What stood out for my father and brother, though, was that Scott said, “While I was doing that, you guys (meaning the other West Point grads and former military officers in the room) were doing this …” And then he overlaid his timeline with the timeline of the Vietnam War.
The reality of war – its lethal danger — is never far off at West Point. As we waited for the valet to bring our car to the entrance of the Thayer Hotel, a young man – maybe not yet in his 30s, and with the clean-cut and muscular build of a military man — walked into the hotel on two prosthetic legs, asking a valet if it was OK that he parked in a handicap spot even though he didn’t have a sticker because it was a rental car.

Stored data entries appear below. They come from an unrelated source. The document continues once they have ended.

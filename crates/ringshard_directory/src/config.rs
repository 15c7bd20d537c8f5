// Copyright (c) Microsoft Corporation.
// Licensed under the MIT License.

//! Directory configuration.

use std::str::FromStr;
use std::time::Duration;

use tracing::{Level, event};

use crate::error::DirectoryError;

/// Default number of cache partitions.
pub const DEFAULT_CACHE_PARTITIONS: isize = 7;

/// Default base URL of the upstream directory API.
pub const DEFAULT_API_URL: &str = "https://api.github.com";

/// Default path segment under which the upstream API serves users.
pub const DEFAULT_API_USER: &str = "users";

/// Default limit on a single upstream request, including reading the response body.
pub const DEFAULT_REQUEST_TIMEOUT: Duration = Duration::from_secs(5);

/// Environment variable overriding [`DirectoryConfig::api_url`].
pub const API_URL_VAR: &str = "GITHUB_API_URL";

/// Environment variable overriding [`DirectoryConfig::api_user`].
pub const API_USER_VAR: &str = "GITHUB_API_USER";

/// Environment variable overriding [`DirectoryConfig::cache_partitions`].
pub const CACHE_PARTITIONS_VAR: &str = "CACHE_PARTITIONS";

/// Settings of a [`UserDirectory`][crate::UserDirectory].
///
/// # Examples
///
/// ```
/// use std::time::Duration;
///
/// use ringshard_directory::DirectoryConfig;
///
/// let config = DirectoryConfig::default()
///     .with_api_url("http://localhost:9000")
///     .with_cache_partitions(3)
///     .with_request_timeout(Duration::from_secs(2));
///
/// assert_eq!(config.user_url("octocat"), "http://localhost:9000/users/octocat");
/// ```
#[derive(Debug, Clone, PartialEq, Eq)]
pub struct DirectoryConfig {
    cache_partitions: isize,
    api_url: String,
    api_user: String,
    request_timeout: Duration,
}

impl Default for DirectoryConfig {
    fn default() -> Self {
        Self {
            cache_partitions: DEFAULT_CACHE_PARTITIONS,
            api_url: DEFAULT_API_URL.to_string(),
            api_user: DEFAULT_API_USER.to_string(),
            request_timeout: DEFAULT_REQUEST_TIMEOUT,
        }
    }
}

impl DirectoryConfig {
    /// Reads the configuration from the process environment.
    ///
    /// Unset or empty variables keep their defaults.
    ///
    /// # Errors
    ///
    /// Returns [`DirectoryError::InvalidSetting`] if a numeric variable cannot be parsed.
    pub fn from_env() -> Result<Self, DirectoryError> {
        Self::from_lookup(|name| std::env::var(name).ok())
    }

    /// Reads the configuration through `lookup`, which maps a variable name to its value.
    ///
    /// # Errors
    ///
    /// Returns [`DirectoryError::InvalidSetting`] if a numeric variable cannot be parsed.
    pub fn from_lookup<F>(lookup: F) -> Result<Self, DirectoryError>
    where
        F: Fn(&str) -> Option<String>,
    {
        let read = |name: &str| lookup(name).filter(|value| !value.is_empty());
        let mut config = Self::default();

        if let Some(partitions) = read(CACHE_PARTITIONS_VAR) {
            config.cache_partitions = parse(CACHE_PARTITIONS_VAR, partitions)?;
        }
        if let Some(api_url) = read(API_URL_VAR) {
            config.api_url = api_url;
        }
        if let Some(api_user) = read(API_USER_VAR) {
            config.api_user = api_user;
        }

        event!(
            Level::DEBUG,
            cache_partitions = config.cache_partitions,
            api_url = %config.api_url,
            "directory configuration loaded"
        );
        Ok(config)
    }

    /// Sets the number of cache partitions.
    #[must_use]
    pub const fn with_cache_partitions(mut self, partitions: isize) -> Self {
        self.cache_partitions = partitions;
        self
    }

    /// Sets the base URL of the upstream API.
    #[must_use]
    pub fn with_api_url(mut self, api_url: impl Into<String>) -> Self {
        self.api_url = api_url.into();
        self
    }

    /// Sets the path segment under which the upstream API serves users.
    #[must_use]
    pub fn with_api_user(mut self, api_user: impl Into<String>) -> Self {
        self.api_user = api_user.into();
        self
    }

    /// Sets the limit on a single upstream request.
    #[must_use]
    pub const fn with_request_timeout(mut self, timeout: Duration) -> Self {
        self.request_timeout = timeout;
        self
    }

    /// Returns the number of cache partitions.
    #[must_use]
    pub const fn cache_partitions(&self) -> isize {
        self.cache_partitions
    }

    /// Returns the base URL of the upstream API.
    #[must_use]
    pub fn api_url(&self) -> &str {
        &self.api_url
    }

    /// Returns the path segment under which the upstream API serves users.
    #[must_use]
    pub fn api_user(&self) -> &str {
        &self.api_user
    }

    /// Returns the limit on a single upstream request.
    #[must_use]
    pub const fn request_timeout(&self) -> Duration {
        self.request_timeout
    }

    /// Returns the upstream URL describing `login`.
    #[must_use]
    pub fn user_url(&self, login: &str) -> String {
        format!("{}/{}/{}", self.api_url, self.api_user, login)
    }
}

fn parse<T: FromStr>(name: &'static str, value: String) -> Result<T, DirectoryError> {
    let parsed = value.trim().parse::<T>();
    parsed.map_err(|_parse_error| DirectoryError::InvalidSetting { name, value })
}

#[cfg(test)]
mod tests {
    use std::collections::HashMap;

    use super::*;

    fn lookup(vars: &[(&str, &str)]) -> impl Fn(&str) -> Option<String> {
        let vars: HashMap<String, String> = vars.iter().map(|(k, v)| ((*k).to_string(), (*v).to_string())).collect();
        move |name| vars.get(name).cloned()
    }

    #[test]
    fn defaults() {
        let config = DirectoryConfig::from_lookup(lookup(&[])).expect("defaults are valid");

        assert_eq!(config, DirectoryConfig::default());
        assert_eq!(config.cache_partitions(), 7);
        assert_eq!(config.api_url(), "https://api.github.com");
        assert_eq!(config.api_user(), "users");
        assert_eq!(config.request_timeout(), Duration::from_secs(5));
        assert_eq!(config.user_url("thienohs"), "https://api.github.com/users/thienohs");
    }

    #[test]
    fn environment_overrides() {
        let config = DirectoryConfig::from_lookup(lookup(&[
            (CACHE_PARTITIONS_VAR, "3"),
            (API_URL_VAR, "http://127.0.0.1:1234"),
            (API_USER_VAR, "people"),
        ]))
        .expect("valid overrides");

        assert_eq!(config.cache_partitions(), 3);
        assert_eq!(config.user_url("x"), "http://127.0.0.1:1234/people/x");
    }

    #[test]
    fn empty_values_keep_defaults() {
        let config = DirectoryConfig::from_lookup(lookup(&[(CACHE_PARTITIONS_VAR, ""), (API_URL_VAR, "")])).expect("valid");

        assert_eq!(config, DirectoryConfig::default());
    }

    #[test]
    fn unparsable_partition_count_is_rejected() {
        let error = DirectoryConfig::from_lookup(lookup(&[(CACHE_PARTITIONS_VAR, "many")])).expect_err("invalid count");

        assert!(matches!(
            error,
            DirectoryError::InvalidSetting { name: CACHE_PARTITIONS_VAR, ref value } if value == "many"
        ));
    }

    #[test]
    fn negative_partitions_parse_and_are_left_to_the_cache() {
        let config = DirectoryConfig::from_lookup(lookup(&[(CACHE_PARTITIONS_VAR, " -1 ")])).expect("parses");

        assert_eq!(config.cache_partitions(), -1);
    }

    #[test]
    fn builder_setters() {
        let config = DirectoryConfig::default()
            .with_cache_partitions(0)
            .with_api_url("http://upstream")
            .with_api_user("u")
            .with_request_timeout(Duration::from_millis(250));

        assert_eq!(config.cache_partitions(), 0);
        assert_eq!(config.request_timeout(), Duration::from_millis(250));
        assert_eq!(config.user_url("a"), "http://upstream/u/a");
    }
}
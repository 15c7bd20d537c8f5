// Copyright (c) Microsoft Corporation.
// Licensed under the MIT License.

/// The result for fallible operations in this crate.
pub type Result<T> = std::result::Result<T, Error>;

/// An error raised while configuring or constructing a [`Cache`][crate::Cache].
///
/// Only construction can fail. Once a cache exists, [`get`][crate::Cache::get] and
/// [`set`][crate::Cache::set] are infallible: a key that cannot be routed behaves exactly
/// like a miss.
#[derive(Debug, Clone, PartialEq, thiserror::Error)]
#[non_exhaustive]
pub enum Error {
    /// The requested number of partitions was below zero.
    #[error("partition count must not be negative, got {0}")]
    NegativePartitionCount(isize),

    /// A ring was configured with no virtual nodes per partition.
    #[error("replication factor must be at least 1, got {0}")]
    InvalidReplicationFactor(usize),

    /// A ring was configured with a load factor below 1.0 or one that is not finite.
    #[error("load factor must be a finite value of at least 1.0, got {0}")]
    InvalidLoad(f64),
}

#[cfg(test)]
mod tests {
    use super::*;

    #[test]
    fn messages_name_the_offending_value() {
        assert_eq!(
            Error::NegativePartitionCount(-3).to_string(),
            "partition count must not be negative, got -3"
        );
        assert_eq!(
            Error::InvalidReplicationFactor(0).to_string(),
            "replication factor must be at least 1, got 0"
        );
        assert_eq!(
            Error::InvalidLoad(0.5).to_string(),
            "load factor must be a finite value of at least 1.0, got 0.5"
        );
    }
}
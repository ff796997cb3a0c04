use rust_xlsxwriter::{Format, Workbook, Worksheet, XlsxError};

use crate::roster::*;

/// Writes the table to the first sheet of a new workbook, with the header in bold.
pub fn write_table(table: &Table, path: &str) -> RosterIoResult<()> {
    let mut workbook = Workbook::new();
    let worksheet = workbook.add_worksheet();
    write_sheet(worksheet, table).context(WritingExcelSnafu { path })?;
    workbook.save(path).context(WritingExcelSnafu { path })?;
    info!("write_table: {} rows written to {:?}", table.rows.len(), path);
    Ok(())
}

fn write_sheet(ws: &mut Worksheet, table: &Table) -> Result<(), XlsxError> {
    let bold = Format::new().set_bold();
    for (col, label) in table.header.iter().enumerate() {
        ws.write_string_with_format(0, col as u16, label, &bold)?;
    }

    for (idx, row) in table.rows.iter().enumerate() {
        // The header takes the first line.
        let lineno = (idx + 1) as u32;
        for (col, cell) in row.iter().enumerate() {
            let col = col as u16;
            match cell {
                Cell::Number(x) => {
                    ws.write_number(lineno, col, *x)?;
                }
                Cell::Text(s) if !s.is_empty() => {
                    ws.write_string(lineno, col, s)?;
                }
                Cell::Text(_) | Cell::Empty => {}
            }
        }
    }
    Ok(())
}
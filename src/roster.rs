use log::{debug, info, warn};

use member_roster::*;
use rand::Rng;
use snafu::prelude::*;

use std::collections::BTreeSet;

use serde_json::Map as JSMap;

mod io_excel;
mod io_json;
mod io_xlsx;

use crate::roster::io_json::MemberJson;

#[derive(Debug, Snafu)]
pub enum RosterIoError {
    #[snafu(display("Error opening spreadsheet {path}"))]
    OpeningExcel {
        source: calamine::Error,
        path: String,
    },
    #[snafu(display("Worksheet {name} not found in {path}"))]
    MissingWorksheet { path: String, name: String },
    #[snafu(display("Header row {row} not found in {path}"))]
    MissingHeaderRow { path: String, row: usize },
    #[snafu(display("Line {lineno}: unexpected cell content {content}"))]
    ExcelWrongCellType { lineno: usize, content: String },
    #[snafu(display("Error reading file {path}"))]
    ReadingJson {
        source: std::io::Error,
        path: String,
    },
    #[snafu(display("Error parsing the members in {path}"))]
    ParsingJson {
        source: serde_json::Error,
        path: String,
    },
    #[snafu(display("Error serializing the members"))]
    SerializingJson { source: serde_json::Error },
    #[snafu(display("Error writing file {path}"))]
    WritingJson {
        source: std::io::Error,
        path: String,
    },
    #[snafu(display("Error writing spreadsheet {path}"))]
    WritingExcel {
        source: rust_xlsxwriter::XlsxError,
        path: String,
    },
    #[snafu(context(false), display("Invalid roster data"))]
    Roster { source: RosterError },
}

pub type RosterIoResult<T> = Result<T, RosterIoError>;

/// Text of a number read from a spreadsheet or a JSON file.
/// Integral values are written without decimals: 9876543210.0 -> "9876543210".
pub(crate) fn float_text(f: f64) -> String {
    if f.fract() == 0.0 && f.abs() < 1e15 {
        format!("{}", f as i64)
    } else {
        f.to_string()
    }
}

/// Reads the roster spreadsheet and writes the members as JSON.
///
/// `header_row` is the line of the header in the sheet, starting at 1.
pub fn run_convert(
    input: &str,
    output: &str,
    worksheet: Option<&str>,
    header_row: usize,
) -> RosterIoResult<usize> {
    info!("run_convert: reading roster {:?}", input);
    let rows = io_excel::read_roster_rows(input, worksheet, header_row)?;
    debug!("run_convert: {} rows below the header", rows.len());
    let records = group_rows(&rows)?;
    info!(
        "run_convert: {} members found in {} rows",
        records.len(),
        rows.len()
    );

    let members: Vec<MemberJson> = records
        .into_iter()
        .map(|r| MemberJson::from_parts(r, JSMap::new()))
        .collect();
    io_json::write_members(output, &members)?;
    Ok(members.len())
}

/// Gives a unique OTP to all the members of a JSON file.
///
/// The fields that are not part of the member records are kept as they are.
pub fn run_assign_otp<R: Rng + ?Sized>(
    input: &str,
    output: &str,
    rng: &mut R,
) -> RosterIoResult<usize> {
    info!("run_assign_otp: reading members {:?}", input);
    let members = io_json::read_members(input)?;
    let (mut records, extras): (Vec<MemberRecord>, Vec<_>) =
        members.into_iter().map(MemberJson::into_parts).unzip();

    assign_otps(&mut records, rng)?;

    let members: Vec<MemberJson> = records
        .into_iter()
        .zip(extras)
        .map(|(r, extra)| MemberJson::from_parts(r, extra))
        .collect();
    io_json::write_members(output, &members)?;
    Ok(members.len())
}

/// Writes the members of a JSON file to a spreadsheet, with the columns of EXPORT_COLUMNS.
pub fn run_export(input: &str, output: &str) -> RosterIoResult<usize> {
    info!("run_export: reading members {:?}", input);
    let members = io_json::read_members(input)?;

    {
        let dropped: BTreeSet<&String> = members.iter().flat_map(|m| m.extra.keys()).collect();
        if !dropped.is_empty() {
            warn!("run_export: fields not exported: {:?}", dropped);
        }
    }

    let records: Vec<MemberRecord> = members
        .into_iter()
        .map(|m| m.into_parts().0)
        .collect();
    let table = project(&records, &EXPORT_COLUMNS);
    info!(
        "run_export: writing {} rows with columns {:?}",
        table.rows.len(),
        table.header
    );
    io_xlsx::write_table(&table, output)?;
    Ok(records.len())
}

Then there is the entrance to the Lucas Military Heritage Center, which is next to the West Point Museum. The center is named after another of my father’s classmates, Andre Cavaro Lucas, a Medal of Honor recipient who was killed during the Vietnam War. Near the entrance sat another stone engraved with the names of members of the Class of 1954 who were killed in combat. My father pointed to one of the names and said that the deceased classmate had been with him in Vietnam and had asked my father to fly on a mission in a helicopter with him. My father didn’t make it that day, and my father’s classmate’s helicopter was shot down, and my father’s classmate was killed.
That kind of proximity to violent death so intricately tied up with the history of the U.S. sent chills up my spine. And I choked up when I thought of the ultimate sacrifices my father’s classmates had made – that these were the things that my father, my uncle and their father, my grandfather (all of them West Point grads) had put on the line and had led to the life I have today.
As my older brother put it, this West Point reunion wasn’t like a college reunion. It wasn’t like these men graduated and then went off on their own. They worked together as officers in the military. They sacrificed together in war. Or, as one of my father’s classmates said when I met him, “I went to school with you father, and then I taught your uncle!” (My uncle graduated in the Class of 1964.
What I saw in the 80-year-old men around me at the Thayer Hotel was that being in that space – where many of them grew from teens into men – brought out the youthfulness that remains in them.
My father said that when he and his classmates lined up and stood there on the parade grounds (though a few were in wheelchairs) as the cadets marched before them, one of his classmates turned to him and said, “When we were out there, the old guys watching us were veterans of the Spanish-American War!”
Perhaps what I liked most was a moment my older brother relayed to me. The 100-plus West Point grads celebrating their 60th reunion were all in their early 80s. Some were in wheelchairs. Some walked stooped over. Those who could take the stairs, did so with care, holding on the handrails all the way up and down.
Not my father, who has been seeing a trainer every week for about 10 years now. Sometimes he would use the handrails, but sometimes he wouldn’t and he’d walked down the stairs without holding onto anything.
My older brother overhead one of my father’s classmates call out, “Look at Max. There he goes again. Going down the middle!”